Jika kita menerjemahkan relasi-relasi sosialis, misalnya, ke dalam bahasa pasar, kita dapat menggambarkan rakyat sebagai pemegang saham dalam sebuah perusahaan, yang memiliki kekayaan negeri. Jika kepemilikan ada di tangan rakyat, itu akan berarti sebuah distribusi “saham” yang setara dan, sebagai akibatnya, hak untuk mendapat dividen yang sama bagi semua “pemegang saham”. Akan tetapi, warga berpartisipasi dalam pengelolaan negara bukan hanya sebagai “pemegang saham” namun juga sebagai produsen. Pada tahapan komunisme yang lebih rendah, yang telah kita setujui namanya sosialisme, pembayaran untuk tenaga kerja masih dibuat berdasarkan norma borjuis—artinya tergantung pada ketrampilan, intensitas kerja, dll. Pendapatan teoritik dari tiap warga, dengan begitu, terdiri dari dua bagian: a+b, yakni dividen+upah. Semakin tinggi teknik dan semakin lengkap organisasi industri, semakin besar bagian a dibandingkan b, dan semakin kurang pengaruh perbedaan kerja individu terhadap standar hidup. Dari kenyataan bahwa perbedaan upah di Uni Soviet bukannya kurang, namun lebih besar dibandingkan negeri kapitalis, haruslah disimpulkan bahwa saham warga Soviet tidaklah terbagikan dengan samarata, dan bahwa dalam pendapatannya, dividen dan juga upahnya, tidaklah samarata. Sementara seorang pekerja tidak-trampil hanya menerima b, pembayaran minimum yang pada kondisi sama akan diterimanya pula dari sebuah perusahaan kapitalis, seorang Stakhanovis atau birokrat menerima 2a+b atau 3a+b, dsb., di samping b dapat juga menjadi 2b, 3b, dll. Dengan kata lain, perbedaan dalam pendapatan ditentukan bukan hanya oleh perbedaan dari produktivitas individual tetapi juga oleh sebuah penghisapan terselubung atas hasil kerja warga lain. Minoritas pemegang saham yang berhak istimewa hidup di atas pengorbanan mayoritas yang termiskinkan.

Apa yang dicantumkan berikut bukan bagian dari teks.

//! Path utilities
//!
//! Filesystem paths inside the cache are compared component-wise. URL paths
//! are always '/'-separated regardless of platform.

use std::path::{Component, Path};

/// Normalize a path to use '/' as separator (for cross-platform consistency)
pub fn normalize_path(path: &Path) -> String {
    path.to_string_lossy().replace('\\', "/")
}

/// Components of `path` below `root`, or `None` if `path` is not under `root`.
///
/// The comparison is done per component, so `/cache2/x` is not under `/cache`.
pub fn components_under(path: &Path, root: &Path) -> Option<Vec<String>> {
    let rest = path.strip_prefix(root).ok()?;
    rest.components()
        .map(|c| match c {
            Component::Normal(s) => Some(s.to_string_lossy().into_owned()),
            _ => None,
        })
        .collect()
}

/// Derive the `scheme://host` origin for an origin directory.
///
/// `<root>/https/deno.land` becomes `https://deno.land`. Any further
/// components are appended with '/'.
pub fn origin_from_dir(origin_dir: &Path, root: &Path) -> Option<String> {
    let segments = components_under(origin_dir, root)?;
    let (scheme, rest) = segments.split_first()?;
    if rest.is_empty() {
        return None;
    }
    Some(format!("{}://{}", scheme, rest.join("/")))
}

/// Directory part of a '/'-separated URL path.
pub fn posix_dirname(path: &str) -> &str {
    match path.rfind('/') {
        Some(0) => "/",
        Some(idx) => &path[..idx],
        None => ".",
    }
}

/// Resolve `relative` against the absolute URL path `base` with POSIX rules.
///
/// `.` segments are dropped, `..` pops one segment but never climbs above
/// `/`, empty segments are collapsed and the result has no trailing slash.
pub fn posix_resolve(base: &str, relative: &str) -> String {
    let mut segments: Vec<&str> = Vec::new();
    if !relative.starts_with('/') {
        for seg in base.split('/') {
            push_segment(&mut segments, seg);
        }
    }

    for seg in relative.split('/') {
        push_segment(&mut segments, seg);
    }

    format!("/{}", segments.join("/"))
}

fn push_segment<'a>(segments: &mut Vec<&'a str>, seg: &'a str) {
    match seg {
        "" | "." => {}
        ".." => {
            segments.pop();
        }
        other => segments.push(other),
    }
}

/// The last component of a path as a string, if it is a normal file name
pub fn file_name_str(path: &Path) -> Option<&str> {
    match path.components().next_back()? {
        Component::Normal(name) => name.to_str(),
        _ => None,
    }
}
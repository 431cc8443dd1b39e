//! Import specifier classification

use once_cell::sync::Lazy;
use regex::Regex;

/// Fully-qualified http(s) URL prefix
pub static URL_RE: Lazy<Regex> =
    Lazy::new(|| Regex::new(r"(?i)^https?://").expect("Invalid URL_RE regex"));

/// The shapes of specifier the cache can resolve
#[derive(Debug, Clone, Copy, PartialEq, Eq)]
pub enum Specifier<'a> {
    /// Leading `/`, looked up literally in the referrer's manifest
    /// (e.g. `/npm:tough-cookie@3?dew`)
    CacheAbsolute(&'a str),
    /// Leading `.`, resolved against the referrer's URL path
    Relative(&'a str),
    /// `http://` or `https://`, possibly on another origin
    Url(&'a str),
    /// Anything else (bare package names, `node:`/`npm:` schemes, ...)
    Bare(&'a str),
}

impl<'a> Specifier<'a> {
    pub fn classify(specifier: &'a str) -> Self {
        if specifier.starts_with('/') {
            Specifier::CacheAbsolute(specifier)
        } else if specifier.starts_with('.') {
            Specifier::Relative(specifier)
        } else if URL_RE.is_match(specifier) {
            Specifier::Url(specifier)
        } else {
            Specifier::Bare(specifier)
        }
    }
}
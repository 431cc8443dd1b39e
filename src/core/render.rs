//! Renderer module
//!
//! Turns a ResultSet into jsonl, json, markdown or raw text

use crate::core::model::{Kind, ResultItem, ResultSet};
use serde::Serialize;
use std::fmt::Write;

/// Output format
#[derive(Debug, Clone, Copy, PartialEq, Eq, Default)]
pub enum OutputFormat {
    #[default]
    Jsonl,
    Json,
    Markdown,
    Raw,
}

impl std::str::FromStr for OutputFormat {
    type Err = String;

    fn from_str(s: &str) -> Result<Self, Self::Err> {
        match s.to_ascii_lowercase().as_str() {
            "jsonl" | "ndjson" => Ok(Self::Jsonl),
            "json" => Ok(Self::Json),
            "md" | "markdown" => Ok(Self::Markdown),
            "raw" => Ok(Self::Raw),
            other => Err(format!("Unknown format: {}", other)),
        }
    }
}

/// Output format plus pretty-printing switch
#[derive(Debug, Clone, Copy, Default)]
pub struct RenderConfig {
    pub format: OutputFormat,
    pub pretty: bool,
}

impl RenderConfig {
    pub fn new(format: OutputFormat) -> Self {
        Self::with_pretty(format, false)
    }

    pub fn with_pretty(format: OutputFormat, pretty: bool) -> Self {
        Self { format, pretty }
    }
}

/// Markdown sections in output order
const SECTIONS: [(Kind, &str); 6] = [
    (Kind::Error, "Errors"),
    (Kind::Status, "Status"),
    (Kind::Module, "Modules"),
    (Kind::Origin, "Origins"),
    (Kind::Unresolved, "Unresolved"),
    (Kind::Graph, "Module Graph"),
];

/// Renderer for result sets
pub struct Renderer {
    config: RenderConfig,
}

impl Renderer {
    pub fn new(format: OutputFormat) -> Self {
        Self::with_config(RenderConfig::new(format))
    }

    pub fn with_config(config: RenderConfig) -> Self {
        Self { config }
    }

    /// Render a result set to a string (no trailing newline)
    pub fn render(&self, result_set: &ResultSet) -> String {
        match self.config.format {
            OutputFormat::Jsonl => {
                let separator = if self.config.pretty { "\n\n" } else { "\n" };
                result_set
                    .items
                    .iter()
                    .filter_map(|item| self.to_json(item))
                    .collect::<Vec<_>>()
                    .join(separator)
            }
            OutputFormat::Json => self
                .to_json(&result_set.items)
                .unwrap_or_else(|| "[]".to_string()),
            OutputFormat::Markdown => render_markdown(result_set),
            OutputFormat::Raw => result_set
                .items
                .iter()
                .filter_map(|item| item.excerpt.as_deref().or(item.url.as_deref()))
                .collect::<Vec<_>>()
                .join("\n"),
        }
    }

    fn to_json<T: Serialize + ?Sized>(&self, value: &T) -> Option<String> {
        let json = if self.config.pretty {
            serde_json::to_string_pretty(value)
        } else {
            serde_json::to_string(value)
        };
        json.ok()
    }
}

fn render_markdown(result_set: &ResultSet) -> String {
    let mut out = String::new();

    for (kind, title) in SECTIONS {
        let items: Vec<&ResultItem> = result_set
            .items
            .iter()
            .filter(|item| item.kind == kind)
            .collect();
        if items.is_empty() {
            continue;
        }

        let _ = writeln!(out, "## {}\n", title);
        for item in items {
            match kind {
                Kind::Error => {
                    for error in &item.errors {
                        let _ = writeln!(out, "- **{}**: {}", error.code, error.message);
                    }
                }
                Kind::Status => {
                    if let Some(line) = &item.excerpt {
                        let _ = writeln!(out, "- {}", line);
                    }
                }
                Kind::Origin => {
                    let _ = writeln!(
                        out,
                        "- `{}` → `{}`",
                        item.url.as_deref().unwrap_or("?"),
                        item.path.as_deref().unwrap_or("?")
                    );
                }
                Kind::Unresolved => {
                    if let Some(specifier) = &item.specifier {
                        let _ = writeln!(out, "- `{}`", specifier);
                    }
                }
                Kind::Module | Kind::Graph => module_block(&mut out, item),
            }
        }
        out.push('\n');
    }

    out
}

/// Heading plus details for a module or graph node
fn module_block(out: &mut String, item: &ResultItem) {
    if let Some(url) = &item.url {
        let _ = writeln!(out, "### `{}`\n", url);
    }
    if let Some(specifier) = &item.specifier {
        let _ = writeln!(out, "- specifier: `{}`", specifier);
    }
    if let Some(path) = &item.path {
        match item.meta.size {
            Some(size) => {
                let _ = writeln!(out, "- path: `{}` ({} bytes)", path, size);
            }
            None => {
                let _ = writeln!(out, "- path: `{}`", path);
            }
        }
    }
    for error in &item.errors {
        let _ = writeln!(out, "- error **{}**: {}", error.code, error.message);
    }
    if let Some(data) = &item.data {
        let pretty = serde_json::to_string_pretty(data).unwrap_or_default();
        let _ = writeln!(out, "\n```json\n{}\n```", pretty);
    }
    if let Some(excerpt) = &item.excerpt {
        let _ = writeln!(out, "\n```\n{}\n```", excerpt.trim_end_matches('\n'));
        if item.meta.truncated {
            out.push_str("\n> source truncated\n");
        }
    }
    out.push('\n');
}

#[cfg(test)]
mod tests {
    use super::*;
    use crate::core::model::CacheError;

    fn sample() -> ResultSet {
        let mut result_set = ResultSet::new();
        result_set.push(ResultItem::origin("https://deno.land", "/c/https/deno.land"));
        result_set.push(ResultItem::unresolved("lodash"));
        result_set
    }

    #[test]
    fn test_jsonl_one_line_per_item() {
        let output = Renderer::new(OutputFormat::Jsonl).render(&sample());
        let lines: Vec<_> = output.lines().collect();
        assert_eq!(lines.len(), 2);
        assert!(lines[0].contains("\"kind\":\"origin\""));
        assert!(lines[1].contains("lodash"));
    }

    #[test]
    fn test_jsonl_pretty() {
        let config = RenderConfig::with_pretty(OutputFormat::Jsonl, true);
        let output = Renderer::with_config(config).render(&sample());
        assert!(output.contains("\n  \"kind\""));
        assert!(output.contains("}\n\n{"));
    }

    #[test]
    fn test_json_array() {
        let output = Renderer::new(OutputFormat::Json).render(&sample());
        let parsed: serde_json::Value = serde_json::from_str(&output).unwrap();
        assert_eq!(parsed.as_array().map(|a| a.len()), Some(2));
    }

    #[test]
    fn test_json_empty() {
        assert_eq!(Renderer::new(OutputFormat::Json).render(&ResultSet::new()), "[]");
    }

    #[test]
    fn test_format_parse() {
        assert_eq!("jsonl".parse::<OutputFormat>(), Ok(OutputFormat::Jsonl));
        assert_eq!("ndjson".parse::<OutputFormat>(), Ok(OutputFormat::Jsonl));
        assert_eq!("Markdown".parse::<OutputFormat>(), Ok(OutputFormat::Markdown));
        assert_eq!("RAW".parse::<OutputFormat>(), Ok(OutputFormat::Raw));
        assert!("yaml"
            .parse::<OutputFormat>()
            .unwrap_err()
            .contains("Unknown format"));
    }

    #[test]
    fn test_markdown_empty() {
        assert!(Renderer::new(OutputFormat::Markdown)
            .render(&ResultSet::new())
            .is_empty());
    }

    #[test]
    fn test_markdown_section_order() {
        let mut result_set = sample();
        result_set.push(ResultItem::error(CacheError::new("TEST_ERROR", "boom")));
        result_set.push(ResultItem::graph(
            "https://deno.land/std/mod.ts",
            serde_json::json!({ "depends_on": ["https://deno.land/std/a.ts"] }),
        ));

        let output = Renderer::new(OutputFormat::Markdown).render(&result_set);
        let errors = output.find("## Errors").unwrap();
        let origins = output.find("## Origins").unwrap();
        let unresolved = output.find("## Unresolved").unwrap();
        let graph = output.find("## Module Graph").unwrap();
        assert!(errors < origins && origins < unresolved && unresolved < graph);

        assert!(output.contains("- **TEST_ERROR**: boom"));
        assert!(output.contains("- `https://deno.land` → `/c/https/deno.land`"));
        assert!(output.contains("- `lodash`"));
        assert!(output.contains("\"depends_on\""));
    }

    #[test]
    fn test_raw_prefers_excerpt() {
        let mut result_set = ResultSet::new();
        let mut item = ResultItem::origin("https://a.com", "/c/https/a.com");
        item.excerpt = Some("source".to_string());
        result_set.push(item);
        result_set.push(ResultItem::origin("https://b.com", "/c/https/b.com"));
        result_set.push(ResultItem::unresolved("x"));

        let output = Renderer::new(OutputFormat::Raw).render(&result_set);
        assert_eq!(output, "source\nhttps://b.com");
    }
}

Jika Anda menganggap bahwa buruh tidak-trampil Soviet mendapat lebih daripada yang akan didapatkannya dengan tingkat teknik dan budaya yang serupa di dalam sebuah perusahaan kapitalis—artinya, bahwa dia masih seorang pemegang saham kecil—perlulah dipertimbangkan bahwa pendapatannya setara dengan a+b. Upah para pekerja yang ada di dalam kategori yang lebih tinggi akan dinyatakan dalam rumus: 3a+2b, 10a+15b, dll. Ini berarti bahwa seorang buruh tidak-trampil memiliki satu saham, seorang Stakhanovis tiga, dan seorang spesialis sepuluh. Di samping itu, upah mereka dalam makna sesungguhnya akan memiliki perbandingan 1:2:15. Himne tentang kepemilikan sosialis yang suci, di bawah kondisi ini, terdengar jauh lebih meyakinkan bagi seorang manajer atau Stakhanovis daripada seorang buruh biasa atau seorang petani kolektif. Namun, buruh biasa ini adalah mayoritas dari masyarakat. Merekalah, dan bukan aristokrasi baru ini, yang diperjuangkan oleh sosialisme.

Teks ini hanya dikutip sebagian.